Sub-entries, sense numbers and homonyms • Homonyms should be used where forms are identical but there is no semantic relationship • Homonyms are identified only by a number in the field \hm • Sub-entries should be used where a word or phrase is derived from the root • Sub-entries are identified by numbers in the field \se • Where a form has multiple sense within the same part of speech, the senses are identified by a number in the field \sn

The hierarchy in entries • The hierarchical structure of entries set up by the various markers is:Head item homonym 1 pos1 sense1 sense2 pos2 sense1 subentry1 pos1 sense1 subentry2 pos1 sense1 homonym2 pos1 sense1 sense2

Word classes • As we just saw, word classes are very important in the hierarchical structure • The field used for this information is \ps • A field is also available for word class names in a second language \pn • The MDF format assumes that you will work with three (or four) languages: • A vernacular language (the object language) • A national language • An international language (probably English) • (a regional language can also be used) • The MDF_4 file recommends use of range sets for these word class fields – this is unrealistic at early stages, you have to know a lot about a language before you are confident about listing word classes exhaustively

Glosses and definitions • Single word glosses for use in interlinears can be entered in English (\ge) and the national language (\gn) (\gr is also available) • More extended definitions can be entered in English (\de), national language (\dn) and the vernacular (\dv) (\dr is also available) • Encyclopedic information can be entered in all three (four) languages: \ee, \en, \ev, (\er)

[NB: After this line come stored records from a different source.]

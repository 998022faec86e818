use std::error::Error as StdError;

use axum::{
    http::StatusCode,
    response::{IntoResponse, Response},
};
use thiserror::Error;

use crate::application::repos::RepoError;
use crate::domain::error::DomainError;
use crate::infra::error::InfraError;

/// Detailed error chain attached to responses for logging middleware;
/// never rendered to clients.
#[derive(Debug, Clone)]
pub struct ErrorReport {
    pub source: &'static str,
    pub status: StatusCode,
    pub messages: Vec<String>,
}

impl ErrorReport {
    pub fn from_error(source: &'static str, status: StatusCode, error: &dyn StdError) -> Self {
        let mut messages = Vec::new();
        messages.push(error.to_string());
        let mut current = error.source();
        while let Some(inner) = current {
            messages.push(inner.to_string());
            current = inner.source();
        }
        Self {
            source,
            status,
            messages,
        }
    }

    pub fn attach(self, response: &mut Response) {
        response.extensions_mut().insert(self);
    }
}

#[derive(Debug, Error)]
pub enum AppError {
    #[error(transparent)]
    Domain(#[from] DomainError),
    #[error(transparent)]
    Infra(#[from] InfraError),
    #[error(transparent)]
    Repo(#[from] RepoError),
    #[error("resource not found")]
    NotFound,
    #[error("validation failed: {0}")]
    Validation(String),
    #[error("unexpected error: {0}")]
    Unexpected(String),
}

impl AppError {
    pub fn validation(message: impl Into<String>) -> Self {
        Self::Validation(message.into())
    }

    pub fn unexpected(message: impl Into<String>) -> Self {
        Self::Unexpected(message.into())
    }

    fn status_code(&self) -> StatusCode {
        match self {
            AppError::Repo(RepoError::NotFound) | AppError::NotFound => StatusCode::NOT_FOUND,
            AppError::Domain(DomainError::Validation { .. })
            | AppError::Repo(RepoError::InvalidInput { .. })
            | AppError::Validation(_) => StatusCode::BAD_REQUEST,
            AppError::Repo(RepoError::Duplicate { .. }) => StatusCode::CONFLICT,
            AppError::Repo(RepoError::Persistence(_)) => StatusCode::SERVICE_UNAVAILABLE,
            AppError::Infra(InfraError::Database { .. }) => StatusCode::SERVICE_UNAVAILABLE,
            AppError::Infra(_) => StatusCode::INTERNAL_SERVER_ERROR,
            AppError::Unexpected(_) => StatusCode::INTERNAL_SERVER_ERROR,
        }
    }

    fn presentation_message(&self) -> &'static str {
        match self {
            AppError::Repo(RepoError::NotFound) | AppError::NotFound => "Resource not found",
            AppError::Domain(DomainError::Validation { .. })
            | AppError::Repo(RepoError::InvalidInput { .. })
            | AppError::Validation(_) => "Request could not be processed",
            AppError::Repo(RepoError::Duplicate { .. }) => "Duplicate record",
            AppError::Repo(RepoError::Persistence(_)) => "Service temporarily unavailable",
            AppError::Infra(InfraError::Database { .. }) => "Service temporarily unavailable",
            AppError::Infra(InfraError::Telemetry(_)) => "Logging subsystem could not start",
            AppError::Infra(InfraError::Io(_)) => "I/O failure during request",
            AppError::Unexpected(_) => "Unexpected error occurred",
        }
    }
}

impl IntoResponse for AppError {
    fn into_response(self) -> Response {
        let status = self.status_code();
        let message = self.presentation_message();
        let report = ErrorReport::from_error("application::error::AppError", status, &self);
        let mut response = (status, message).into_response();
        report.attach(&mut response);
        response
    }
}
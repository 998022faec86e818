//! Product submission rules: keyword blocklist and price bounds.

use super::error::DomainError;

/// Words that may not appear in product names or descriptions.
const FORBIDDEN_WORDS: &[&str] = &[
    "casino",
    "cryptocurrency",
    "crypto",
    "exchange",
    "cheap",
    "free",
    "scam",
    "police",
    "radar",
];

/// Reject names containing a blocklisted word (case-insensitive).
pub fn validate_product_name(name: &str) -> Result<(), DomainError> {
    check_forbidden("name", name)
}

/// Reject descriptions containing a blocklisted word (case-insensitive).
pub fn validate_product_description(description: &str) -> Result<(), DomainError> {
    check_forbidden("description", description)
}

/// Price must be strictly positive.
pub fn validate_price_cents(price_cents: i64) -> Result<(), DomainError> {
    if price_cents < 0 {
        return Err(DomainError::validation(
            "price must not be negative; enter a positive value",
        ));
    }
    if price_cents == 0 {
        return Err(DomainError::validation(
            "price must not be zero; enter a positive value",
        ));
    }
    Ok(())
}

fn check_forbidden(field: &str, text: &str) -> Result<(), DomainError> {
    let lowered = text.to_lowercase();
    for word in FORBIDDEN_WORDS {
        if lowered.contains(word) {
            return Err(DomainError::validation(format!(
                "{field} contains a forbidden word: `{word}`"
            )));
        }
    }
    Ok(())
}
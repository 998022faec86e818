//! Domain model: records, slugs, validation rules.

pub mod entities;
pub mod error;
pub mod slug;
pub mod validation;
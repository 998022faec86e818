//! Admin surface: catalog and blog mutations, account registration,
//! cache maintenance.
//!
//! Authentication sits in front of this router at the deployment layer.

use axum::{
    Json, Router,
    extract::{Path, State},
    http::StatusCode,
    routing::{delete, get, post, put},
};
use serde::Deserialize;
use uuid::Uuid;

use crate::application::accounts::{ProfileEdit, Registration};
use crate::application::blog::BlogPostInput;
use crate::application::catalog::{CategoryInput, NewProduct, ProductEdit};
use crate::application::error::AppError;
use crate::domain::entities::{BlogPostRecord, CategoryRecord, ProductRecord, UserRecord};

use super::AppState;

pub fn build_admin_router() -> Router<AppState> {
    Router::new()
        .route("/products", post(create_product))
        .route("/products/{id}", put(update_product).delete(delete_product))
        .route("/products/{id}/publish", post(set_product_published))
        .route("/categories", post(create_category))
        .route(
            "/categories/{id}",
            put(update_category).delete(delete_category),
        )
        .route("/categories/generate-slugs", post(generate_slugs))
        .route("/blog", post(create_post))
        .route("/blog/{id}", put(update_post).delete(delete_post))
        .route("/users", post(register_user))
        .route("/users/{id}", get(user_profile).put(update_user_profile))
        .route("/cache", delete(clear_cache))
}

#[derive(Debug, Deserialize)]
struct ProductBody {
    name: String,
    description: Option<String>,
    price_cents: i64,
    category_id: Uuid,
    owner_id: Option<Uuid>,
    #[serde(default)]
    is_published: bool,
}

#[derive(Debug, Deserialize)]
struct PublishBody {
    is_published: bool,
}

#[derive(Debug, Deserialize)]
struct CategoryBody {
    name: String,
    description: Option<String>,
}

#[derive(Debug, Deserialize)]
struct BlogPostBody {
    title: String,
    body: String,
    #[serde(default)]
    is_published: bool,
}

#[derive(Debug, Deserialize)]
struct RegistrationBody {
    email: String,
    password: String,
    first_name: String,
    last_name: String,
    phone: Option<String>,
    country: Option<String>,
}

async fn create_product(
    State(state): State<AppState>,
    Json(body): Json<ProductBody>,
) -> Result<(StatusCode, Json<ProductRecord>), AppError> {
    let product = state
        .catalog
        .create_product(NewProduct {
            name: body.name,
            description: body.description,
            price_cents: body.price_cents,
            category_id: body.category_id,
            owner_id: body.owner_id,
            is_published: body.is_published,
        })
        .await?;
    Ok((StatusCode::CREATED, Json(product)))
}

async fn update_product(
    State(state): State<AppState>,
    Path(id): Path<Uuid>,
    Json(body): Json<ProductBody>,
) -> Result<Json<ProductRecord>, AppError> {
    let product = state
        .catalog
        .update_product(
            id,
            ProductEdit {
                name: body.name,
                description: body.description,
                price_cents: body.price_cents,
                category_id: body.category_id,
            },
        )
        .await?;
    Ok(Json(product))
}

async fn set_product_published(
    State(state): State<AppState>,
    Path(id): Path<Uuid>,
    Json(body): Json<PublishBody>,
) -> Result<Json<ProductRecord>, AppError> {
    let product = state
        .catalog
        .set_product_published(id, body.is_published)
        .await?;
    Ok(Json(product))
}

async fn delete_product(
    State(state): State<AppState>,
    Path(id): Path<Uuid>,
) -> Result<StatusCode, AppError> {
    state.catalog.delete_product(id).await?;
    Ok(StatusCode::NO_CONTENT)
}

async fn create_category(
    State(state): State<AppState>,
    Json(body): Json<CategoryBody>,
) -> Result<(StatusCode, Json<CategoryRecord>), AppError> {
    let category = state
        .catalog
        .create_category(CategoryInput {
            name: body.name,
            description: body.description,
        })
        .await?;
    Ok((StatusCode::CREATED, Json(category)))
}

async fn update_category(
    State(state): State<AppState>,
    Path(id): Path<Uuid>,
    Json(body): Json<CategoryBody>,
) -> Result<Json<CategoryRecord>, AppError> {
    let category = state
        .catalog
        .update_category(
            id,
            CategoryInput {
                name: body.name,
                description: body.description,
            },
        )
        .await?;
    Ok(Json(category))
}

async fn delete_category(
    State(state): State<AppState>,
    Path(id): Path<Uuid>,
) -> Result<StatusCode, AppError> {
    state.catalog.delete_category(id).await?;
    Ok(StatusCode::NO_CONTENT)
}

async fn generate_slugs(
    State(state): State<AppState>,
) -> Result<Json<serde_json::Value>, AppError> {
    let updated = state.catalog.generate_missing_slugs().await?;
    Ok(Json(serde_json::json!({ "updated": updated })))
}

async fn create_post(
    State(state): State<AppState>,
    Json(body): Json<BlogPostBody>,
) -> Result<(StatusCode, Json<BlogPostRecord>), AppError> {
    let post = state
        .blog
        .create_post(BlogPostInput {
            title: body.title,
            body: body.body,
            is_published: body.is_published,
        })
        .await?;
    Ok((StatusCode::CREATED, Json(post)))
}

async fn update_post(
    State(state): State<AppState>,
    Path(id): Path<Uuid>,
    Json(body): Json<BlogPostBody>,
) -> Result<Json<BlogPostRecord>, AppError> {
    let post = state
        .blog
        .update_post(
            id,
            BlogPostInput {
                title: body.title,
                body: body.body,
                is_published: body.is_published,
            },
        )
        .await?;
    Ok(Json(post))
}

async fn delete_post(
    State(state): State<AppState>,
    Path(id): Path<Uuid>,
) -> Result<StatusCode, AppError> {
    state.blog.delete_post(id).await?;
    Ok(StatusCode::NO_CONTENT)
}

async fn register_user(
    State(state): State<AppState>,
    Json(body): Json<RegistrationBody>,
) -> Result<(StatusCode, Json<UserRecord>), AppError> {
    let user = state
        .accounts
        .register(Registration {
            email: body.email,
            password: body.password,
            first_name: body.first_name,
            last_name: body.last_name,
            phone: body.phone,
            country: body.country,
        })
        .await?;
    Ok((StatusCode::CREATED, Json(user)))
}

#[derive(Debug, Deserialize)]
struct ProfileBody {
    first_name: String,
    last_name: String,
    phone: Option<String>,
    country: Option<String>,
}

async fn user_profile(
    State(state): State<AppState>,
    Path(id): Path<Uuid>,
) -> Result<Json<UserRecord>, AppError> {
    let user = state.accounts.profile(id).await?;
    user.map(Json).ok_or(AppError::NotFound)
}

async fn update_user_profile(
    State(state): State<AppState>,
    Path(id): Path<Uuid>,
    Json(body): Json<ProfileBody>,
) -> Result<Json<UserRecord>, AppError> {
    let user = state
        .accounts
        .update_profile(
            id,
            ProfileEdit {
                first_name: body.first_name,
                last_name: body.last_name,
                phone: body.phone,
                country: body.country,
            },
        )
        .await?;
    Ok(Json(user))
}

async fn clear_cache(State(state): State<AppState>) -> StatusCode {
    state.catalog.clear_cache().await;
    StatusCode::NO_CONTENT
}
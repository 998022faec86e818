use std::{process, sync::Arc};

use clap::Parser;
use tokio::net::TcpListener;
use tracing::{Dispatch, Level, dispatcher, error, info};
use tracing_subscriber::fmt as tracing_fmt;

use vetrina::{
    application::{
        accounts::AccountsService,
        blog::BlogService,
        catalog::{CatalogService, CategoryInput, NewProduct},
        error::AppError,
        repos::{
            CategoriesRepo, CategoriesWriteRepo, ProductsRepo, ProductsWriteRepo, UsersRepo,
        },
    },
    cache::{CacheStore, CatalogCache, MemoryStore, NullStore},
    config,
    infra::{
        db::PostgresRepositories,
        error::InfraError,
        http::{self, AppState},
        telemetry,
    },
};

#[tokio::main]
async fn main() {
    if let Err(error) = run().await {
        report_application_error(&error);
        process::exit(1);
    }
}

fn report_application_error(error: &AppError) {
    if dispatcher::has_been_set() {
        error!(error = %error, "application error");
        return;
    }

    let subscriber = tracing_fmt().with_max_level(Level::ERROR).finish();
    let dispatch = Dispatch::new(subscriber);
    dispatcher::with_default(&dispatch, || {
        error!(error = %error, "application error");
    });
}

async fn run() -> Result<(), AppError> {
    let cli = config::CliArgs::parse();
    let settings = config::load(&cli)
        .map_err(|err| AppError::unexpected(format!("failed to load configuration: {err}")))?;

    let command = cli
        .command
        .unwrap_or(config::Command::Serve(config::ServeArgs::default()));

    telemetry::init(&settings.logging)?;

    match command {
        config::Command::Serve(_) => run_serve(settings).await,
        config::Command::Seed(_) => run_seed(settings).await,
        config::Command::GenerateSlugs(_) => run_generate_slugs(settings).await,
    }
}

async fn init_repositories(
    settings: &config::Settings,
) -> Result<Arc<PostgresRepositories>, AppError> {
    let url = settings
        .database
        .url
        .as_deref()
        .ok_or_else(|| AppError::unexpected("database.url is not configured"))?;

    let pool =
        PostgresRepositories::connect(url, settings.database.max_connections.get())
            .await
            .map_err(|err| InfraError::database(err.to_string()))?;

    PostgresRepositories::run_migrations(&pool)
        .await
        .map_err(|err| InfraError::database(format!("migrations failed: {err}")))?;

    Ok(Arc::new(PostgresRepositories::new(pool)))
}

fn build_catalog_service(
    db: Arc<PostgresRepositories>,
    settings: &config::Settings,
) -> Arc<CatalogService> {
    let store: Arc<dyn CacheStore> = if settings.cache.enabled {
        Arc::new(MemoryStore::new())
    } else {
        Arc::new(NullStore)
    };

    let products: Arc<dyn ProductsRepo> = db.clone();
    let products_write: Arc<dyn ProductsWriteRepo> = db.clone();
    let categories: Arc<dyn CategoriesRepo> = db.clone();
    let categories_write: Arc<dyn CategoriesWriteRepo> = db;

    let cache = Arc::new(CatalogCache::new(
        store,
        products.clone(),
        categories.clone(),
    ));

    Arc::new(CatalogService::new(
        cache,
        products,
        products_write,
        categories,
        categories_write,
    ))
}

async fn run_serve(settings: config::Settings) -> Result<(), AppError> {
    let db = init_repositories(&settings).await?;

    let catalog = build_catalog_service(db.clone(), &settings);
    let blog = Arc::new(BlogService::new(db.clone()));
    let users: Arc<dyn UsersRepo> = db.clone();
    let accounts = Arc::new(AccountsService::new(users));

    let state = AppState {
        catalog,
        blog,
        accounts,
        db,
    };
    let router = http::build_router(state);

    let listener = TcpListener::bind(settings.server.addr)
        .await
        .map_err(InfraError::from)?;
    info!(addr = %settings.server.addr, "listening");

    axum::serve(listener, router.into_make_service())
        .await
        .map_err(|err| AppError::unexpected(format!("server error: {err}")))?;

    Ok(())
}

async fn run_seed(settings: config::Settings) -> Result<(), AppError> {
    let db = init_repositories(&settings).await?;
    let catalog = build_catalog_service(db.clone(), &settings);

    let existing = CategoriesRepo::list_ordered(db.as_ref()).await?;
    if !existing.is_empty() {
        info!(count = existing.len(), "categories already present, skipping seed");
        return Ok(());
    }

    let seed: &[(&str, &str, &[(&str, i64)])] = &[
        (
            "Books",
            "Printed and electronic books",
            &[("Rust in Practice", 3499), ("Database Internals", 4599)],
        ),
        (
            "Electronics",
            "Devices and accessories",
            &[("Mechanical Keyboard", 8999), ("USB-C Dock", 12999)],
        ),
        (
            "Clothing",
            "Apparel for all seasons",
            &[("Wool Sweater", 5999), ("Rain Jacket", 7499)],
        ),
    ];

    for (name, description, products) in seed {
        let category = catalog
            .create_category(CategoryInput {
                name: (*name).to_string(),
                description: Some((*description).to_string()),
            })
            .await?;

        for (product_name, price_cents) in *products {
            catalog
                .create_product(NewProduct {
                    name: (*product_name).to_string(),
                    description: None,
                    price_cents: *price_cents,
                    category_id: category.id,
                    owner_id: None,
                    is_published: true,
                })
                .await?;
        }
        info!(category = *name, products = products.len(), "seeded");
    }

    Ok(())
}

async fn run_generate_slugs(settings: config::Settings) -> Result<(), AppError> {
    let db = init_repositories(&settings).await?;
    let catalog = build_catalog_service(db, &settings);

    let updated = catalog.generate_missing_slugs().await?;
    info!(updated, "slug backfill finished");
    Ok(())
}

Semantic information • MDF_4 offers a semantic domain field (\sd - English) and also a thesaurus field (\th - vernacular) • For both, use of a range set is recommended, but again this is unrealistic in the early stages of research • It is better to allow categories to be added freely until a good picture is obtained of the semantic domains needed, then move to restricting the possible entries

Examples • MDF_4 has five fields for including example phrases or sentences • \rf – to provide a reference to the example • \xv – vernacular text (i.e. the actual example) • \xe – English text, a free translation • \xn – national language text, a free translation • \xr – regional language text • As Shoebox is a non-relational database, it is possible to use each of these fields several times in one record – you can include as many examples as you like for each entry • There is a hierarchy here: • \rf is under sense number, and allows you to give a reference for each example • \xv is under \rf and over the other \x.. fields, ensuring that the translations for each example stay together

Notes • The MDF_4 definition specifies many fields for notes • All the fields which are defined will be exported in the MDF process • So maybe more important than the distinctions allowed in the preset is a distinction between information which will appear in the dictionary, and information which is for your use only • I recommend creating a notes field which isn’t part of the MDF presets! • \so – a field for the source of the data

Miscellaneous • \bw – borrowed word, for entering the source language • \cf – cross-reference, plus fields for glosses for the referenced item • \mr – morphology, for showing the internal structure of morphologically complex items (note that this may not be desirable for interlinear glossing!) • Various reversal fields – used in making finder lists, can be used if you don’t want the given gloss to be the reversal of an entry

Housekeeping • Date stamping is very valuable – for example it can be useful to be able to sort or filter entries by date • But as noted before, if you want to keep track of both the date of insertion of a record and the date of last edit, you will need two fields and you will have to manually enter the date in the first one • MDF_4 also allows a status field (\st) which is very useful for tracking whether an entry is complete and fully checked, whether it is in the last printed version of a dictionary etc.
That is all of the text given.